§ About this task
For the records that follow, return only the count of lines containing the string "IsolationLevel".

§ Supplied records
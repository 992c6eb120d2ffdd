//! Physical connection abstraction
//!
//! The adapter never talks to a database itself. A driver exposes each of its
//! connections through [`PhysicalConnection`], and the managed connection and
//! transaction coordinators drive it through this trait.

use crate::constants::{Holdability, IsolationLevel};
use crate::error::Result;

/// A driver-level database connection
#[async_trait::async_trait]
pub trait PhysicalConnection: Send {
    /// The driver's prepared/callable statement handle
    type Statement: Send;

    /// Commit the current database transaction
    async fn commit(&mut self) -> Result<()>;

    /// Roll back the current database transaction
    async fn rollback(&mut self) -> Result<()>;

    /// Switch auto-commit mode
    async fn set_auto_commit(&mut self, auto_commit: bool) -> Result<()>;

    /// Close a statement that is no longer cached
    async fn close_statement(&mut self, statement: Self::Statement) -> Result<()>;

    /// Close the connection
    async fn close(&mut self) -> Result<()>;

    /// Set the transaction isolation level
    async fn set_transaction_isolation(&mut self, _level: IsolationLevel) -> Result<()> {
        Ok(())
    }

    /// Set the default cursor holdability
    async fn set_holdability(&mut self, _holdability: Holdability) -> Result<()> {
        Ok(())
    }

    /// Set the current schema
    async fn set_schema(&mut self, _schema: Option<&str>) -> Result<()> {
        Ok(())
    }

    /// Whether the database has an implicit unit of work open
    ///
    /// `None` means the driver cannot tell.
    async fn in_database_unit_of_work(&mut self) -> Result<Option<bool>> {
        Ok(None)
    }
}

§ Result below
2